DIRECTIONS:
Both the line below containing "pub mod error;" and the line containing "pub use sync::SyncOutcome;", along with every line between them, should be repeated exactly; no other line belongs in the answer.

Collected data entries:
####
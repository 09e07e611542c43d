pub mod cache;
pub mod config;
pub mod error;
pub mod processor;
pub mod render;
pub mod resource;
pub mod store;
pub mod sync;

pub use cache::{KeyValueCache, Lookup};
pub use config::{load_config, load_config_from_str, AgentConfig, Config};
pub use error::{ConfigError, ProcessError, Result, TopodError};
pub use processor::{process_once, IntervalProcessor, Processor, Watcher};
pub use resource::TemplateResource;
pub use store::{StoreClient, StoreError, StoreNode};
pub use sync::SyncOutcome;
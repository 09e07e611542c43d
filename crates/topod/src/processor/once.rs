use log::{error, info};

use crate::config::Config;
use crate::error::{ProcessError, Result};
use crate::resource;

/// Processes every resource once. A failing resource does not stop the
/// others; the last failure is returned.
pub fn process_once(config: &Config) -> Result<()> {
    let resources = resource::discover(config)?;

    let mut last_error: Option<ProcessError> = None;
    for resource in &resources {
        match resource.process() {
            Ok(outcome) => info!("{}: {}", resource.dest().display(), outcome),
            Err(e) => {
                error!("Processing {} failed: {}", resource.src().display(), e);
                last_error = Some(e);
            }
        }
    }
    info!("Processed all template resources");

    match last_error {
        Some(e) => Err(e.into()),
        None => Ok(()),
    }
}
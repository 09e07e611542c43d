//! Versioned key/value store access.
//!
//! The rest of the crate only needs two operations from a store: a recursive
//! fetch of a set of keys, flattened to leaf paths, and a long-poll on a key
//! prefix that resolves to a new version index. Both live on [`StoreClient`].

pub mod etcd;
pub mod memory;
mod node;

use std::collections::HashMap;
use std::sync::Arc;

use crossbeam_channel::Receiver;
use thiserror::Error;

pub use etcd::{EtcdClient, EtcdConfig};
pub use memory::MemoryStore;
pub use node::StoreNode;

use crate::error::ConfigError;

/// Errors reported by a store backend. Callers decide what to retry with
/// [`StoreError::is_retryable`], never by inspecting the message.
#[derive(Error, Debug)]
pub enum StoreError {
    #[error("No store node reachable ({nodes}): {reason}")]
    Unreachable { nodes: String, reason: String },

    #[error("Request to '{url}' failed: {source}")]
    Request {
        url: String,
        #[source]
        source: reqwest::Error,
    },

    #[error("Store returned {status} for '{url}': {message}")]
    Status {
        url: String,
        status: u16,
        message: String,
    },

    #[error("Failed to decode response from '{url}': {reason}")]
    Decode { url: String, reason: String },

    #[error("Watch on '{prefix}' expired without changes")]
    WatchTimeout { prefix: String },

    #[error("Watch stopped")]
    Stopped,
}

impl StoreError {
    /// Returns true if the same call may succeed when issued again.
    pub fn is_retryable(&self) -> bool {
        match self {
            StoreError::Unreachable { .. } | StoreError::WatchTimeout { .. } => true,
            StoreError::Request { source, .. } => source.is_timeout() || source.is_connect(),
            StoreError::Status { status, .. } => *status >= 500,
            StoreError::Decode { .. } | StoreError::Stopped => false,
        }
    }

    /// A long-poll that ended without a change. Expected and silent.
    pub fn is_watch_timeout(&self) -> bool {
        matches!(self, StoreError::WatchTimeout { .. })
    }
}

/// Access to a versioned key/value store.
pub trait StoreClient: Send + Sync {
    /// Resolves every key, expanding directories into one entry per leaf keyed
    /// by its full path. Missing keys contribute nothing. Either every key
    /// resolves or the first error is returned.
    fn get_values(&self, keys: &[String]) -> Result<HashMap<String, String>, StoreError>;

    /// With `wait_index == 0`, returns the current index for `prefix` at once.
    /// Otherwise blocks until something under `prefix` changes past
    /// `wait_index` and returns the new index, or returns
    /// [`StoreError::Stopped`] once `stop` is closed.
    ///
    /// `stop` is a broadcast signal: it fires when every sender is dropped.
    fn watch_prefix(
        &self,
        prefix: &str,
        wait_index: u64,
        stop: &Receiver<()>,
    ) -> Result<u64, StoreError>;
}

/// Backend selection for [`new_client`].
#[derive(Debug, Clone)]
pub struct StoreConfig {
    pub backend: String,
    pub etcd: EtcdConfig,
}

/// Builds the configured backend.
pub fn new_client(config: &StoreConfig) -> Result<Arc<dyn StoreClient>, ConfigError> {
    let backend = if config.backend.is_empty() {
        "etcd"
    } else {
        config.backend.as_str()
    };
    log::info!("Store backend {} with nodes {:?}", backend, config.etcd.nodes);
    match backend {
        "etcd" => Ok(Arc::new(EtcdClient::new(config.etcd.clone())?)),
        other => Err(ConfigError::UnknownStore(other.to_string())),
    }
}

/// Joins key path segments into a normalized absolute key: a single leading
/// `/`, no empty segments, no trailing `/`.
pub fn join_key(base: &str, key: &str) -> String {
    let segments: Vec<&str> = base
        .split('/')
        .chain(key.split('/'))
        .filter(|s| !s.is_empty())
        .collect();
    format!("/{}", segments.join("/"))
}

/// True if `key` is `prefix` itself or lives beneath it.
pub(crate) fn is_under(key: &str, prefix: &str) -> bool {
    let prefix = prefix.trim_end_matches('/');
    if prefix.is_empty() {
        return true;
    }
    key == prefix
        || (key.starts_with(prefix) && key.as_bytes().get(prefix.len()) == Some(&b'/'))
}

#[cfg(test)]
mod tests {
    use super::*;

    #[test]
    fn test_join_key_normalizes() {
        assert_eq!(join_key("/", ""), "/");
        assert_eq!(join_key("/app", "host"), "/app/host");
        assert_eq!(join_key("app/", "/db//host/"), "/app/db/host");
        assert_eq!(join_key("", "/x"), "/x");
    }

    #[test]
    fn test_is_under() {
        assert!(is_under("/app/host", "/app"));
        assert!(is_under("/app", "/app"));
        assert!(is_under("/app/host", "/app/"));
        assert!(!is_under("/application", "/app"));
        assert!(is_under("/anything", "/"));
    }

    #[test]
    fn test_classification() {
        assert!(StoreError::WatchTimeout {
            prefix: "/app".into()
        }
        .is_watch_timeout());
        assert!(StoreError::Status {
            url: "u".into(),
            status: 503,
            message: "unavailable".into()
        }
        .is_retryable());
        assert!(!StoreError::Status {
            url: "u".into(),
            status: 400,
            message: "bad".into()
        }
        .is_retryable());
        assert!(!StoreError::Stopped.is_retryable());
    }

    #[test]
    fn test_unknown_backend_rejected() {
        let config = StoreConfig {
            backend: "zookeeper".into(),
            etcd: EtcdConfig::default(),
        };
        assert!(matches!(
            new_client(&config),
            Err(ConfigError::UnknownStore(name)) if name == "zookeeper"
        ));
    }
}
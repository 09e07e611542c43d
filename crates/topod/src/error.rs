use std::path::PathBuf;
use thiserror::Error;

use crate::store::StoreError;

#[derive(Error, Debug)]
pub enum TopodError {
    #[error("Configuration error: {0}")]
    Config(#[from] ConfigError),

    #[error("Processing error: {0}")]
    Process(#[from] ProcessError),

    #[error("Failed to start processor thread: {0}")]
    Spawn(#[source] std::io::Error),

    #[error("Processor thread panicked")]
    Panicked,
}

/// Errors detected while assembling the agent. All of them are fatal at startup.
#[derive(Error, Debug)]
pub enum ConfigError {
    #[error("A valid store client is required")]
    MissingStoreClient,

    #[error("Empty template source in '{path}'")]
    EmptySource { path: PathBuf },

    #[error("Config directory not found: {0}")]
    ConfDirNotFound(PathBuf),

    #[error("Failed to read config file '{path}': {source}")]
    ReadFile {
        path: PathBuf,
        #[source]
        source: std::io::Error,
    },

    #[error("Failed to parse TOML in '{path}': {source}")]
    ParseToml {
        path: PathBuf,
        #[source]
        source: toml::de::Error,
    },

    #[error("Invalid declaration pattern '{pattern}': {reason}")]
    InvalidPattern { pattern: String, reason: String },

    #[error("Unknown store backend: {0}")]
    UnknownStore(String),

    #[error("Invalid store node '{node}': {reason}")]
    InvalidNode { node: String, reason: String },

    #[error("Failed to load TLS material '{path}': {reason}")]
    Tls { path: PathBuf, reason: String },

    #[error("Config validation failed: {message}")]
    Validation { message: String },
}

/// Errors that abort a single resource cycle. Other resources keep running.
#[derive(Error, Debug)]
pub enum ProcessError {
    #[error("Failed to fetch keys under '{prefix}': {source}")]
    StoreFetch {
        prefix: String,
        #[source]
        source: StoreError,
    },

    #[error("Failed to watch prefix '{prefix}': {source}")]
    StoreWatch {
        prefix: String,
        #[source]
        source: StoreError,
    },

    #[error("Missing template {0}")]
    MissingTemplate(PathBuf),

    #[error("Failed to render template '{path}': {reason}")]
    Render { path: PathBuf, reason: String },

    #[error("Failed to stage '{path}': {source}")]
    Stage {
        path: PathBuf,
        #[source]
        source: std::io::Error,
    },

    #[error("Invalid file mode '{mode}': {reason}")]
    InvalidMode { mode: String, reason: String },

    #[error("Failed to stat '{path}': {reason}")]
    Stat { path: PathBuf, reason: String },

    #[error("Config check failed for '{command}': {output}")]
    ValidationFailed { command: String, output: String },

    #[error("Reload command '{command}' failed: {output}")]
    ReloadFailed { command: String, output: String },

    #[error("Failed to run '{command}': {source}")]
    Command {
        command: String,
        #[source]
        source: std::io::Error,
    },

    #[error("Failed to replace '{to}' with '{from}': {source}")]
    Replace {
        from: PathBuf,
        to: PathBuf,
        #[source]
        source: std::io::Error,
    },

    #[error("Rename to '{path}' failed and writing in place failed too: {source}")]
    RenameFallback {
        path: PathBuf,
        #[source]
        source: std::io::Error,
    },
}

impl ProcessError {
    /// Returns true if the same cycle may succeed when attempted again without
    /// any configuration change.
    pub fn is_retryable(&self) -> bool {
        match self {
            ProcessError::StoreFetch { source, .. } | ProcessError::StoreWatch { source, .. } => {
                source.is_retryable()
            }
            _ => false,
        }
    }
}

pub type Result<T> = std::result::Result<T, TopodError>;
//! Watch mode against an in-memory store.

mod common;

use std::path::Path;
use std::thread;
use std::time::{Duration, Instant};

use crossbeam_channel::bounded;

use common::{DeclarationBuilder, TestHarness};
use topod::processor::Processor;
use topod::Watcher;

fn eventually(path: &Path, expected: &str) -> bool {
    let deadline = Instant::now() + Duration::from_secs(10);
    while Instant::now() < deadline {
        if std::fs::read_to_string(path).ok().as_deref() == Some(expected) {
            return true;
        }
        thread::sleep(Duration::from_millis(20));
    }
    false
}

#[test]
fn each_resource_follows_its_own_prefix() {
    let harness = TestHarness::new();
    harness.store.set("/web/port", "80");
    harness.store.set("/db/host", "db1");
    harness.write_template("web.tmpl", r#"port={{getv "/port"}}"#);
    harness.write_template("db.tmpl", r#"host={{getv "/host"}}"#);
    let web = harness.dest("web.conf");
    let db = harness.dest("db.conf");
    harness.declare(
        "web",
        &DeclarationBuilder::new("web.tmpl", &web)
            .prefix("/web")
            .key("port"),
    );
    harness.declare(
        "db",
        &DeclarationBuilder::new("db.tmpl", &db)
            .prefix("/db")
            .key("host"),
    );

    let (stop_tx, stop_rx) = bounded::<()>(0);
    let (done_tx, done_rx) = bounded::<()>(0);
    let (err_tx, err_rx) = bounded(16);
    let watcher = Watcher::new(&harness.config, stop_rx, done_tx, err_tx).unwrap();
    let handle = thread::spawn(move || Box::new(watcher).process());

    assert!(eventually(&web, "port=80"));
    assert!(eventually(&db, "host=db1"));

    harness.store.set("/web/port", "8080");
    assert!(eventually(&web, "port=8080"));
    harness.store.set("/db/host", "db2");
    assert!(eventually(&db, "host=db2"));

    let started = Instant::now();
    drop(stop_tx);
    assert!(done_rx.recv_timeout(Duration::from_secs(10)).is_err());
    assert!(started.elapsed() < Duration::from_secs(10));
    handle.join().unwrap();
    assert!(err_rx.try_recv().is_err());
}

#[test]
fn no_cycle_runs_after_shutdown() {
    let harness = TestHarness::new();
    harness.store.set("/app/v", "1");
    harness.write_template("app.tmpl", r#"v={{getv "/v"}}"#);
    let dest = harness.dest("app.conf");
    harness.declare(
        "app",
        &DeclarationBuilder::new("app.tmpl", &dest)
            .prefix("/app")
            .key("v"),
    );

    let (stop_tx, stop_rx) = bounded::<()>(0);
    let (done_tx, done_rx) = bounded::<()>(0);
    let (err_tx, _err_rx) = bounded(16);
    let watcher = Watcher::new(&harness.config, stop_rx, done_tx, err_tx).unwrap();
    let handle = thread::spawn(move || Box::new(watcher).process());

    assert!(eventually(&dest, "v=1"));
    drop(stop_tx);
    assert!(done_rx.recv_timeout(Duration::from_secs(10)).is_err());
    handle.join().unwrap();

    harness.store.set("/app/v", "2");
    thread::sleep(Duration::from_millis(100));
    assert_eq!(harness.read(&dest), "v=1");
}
####
WORKED SOLUTION:
pub mod error;
pub mod processor;
pub mod render;
pub mod resource;
pub mod store;
pub mod sync;

pub use cache::{KeyValueCache, Lookup};
pub use config::{load_config, load_config_from_str, AgentConfig, Config};
pub use error::{ConfigError, ProcessError, Result, TopodError};
pub use processor::{process_once, IntervalProcessor, Processor, Watcher};
pub use resource::TemplateResource;
pub use store::{StoreClient, StoreError, StoreNode};
pub use sync::SyncOutcome;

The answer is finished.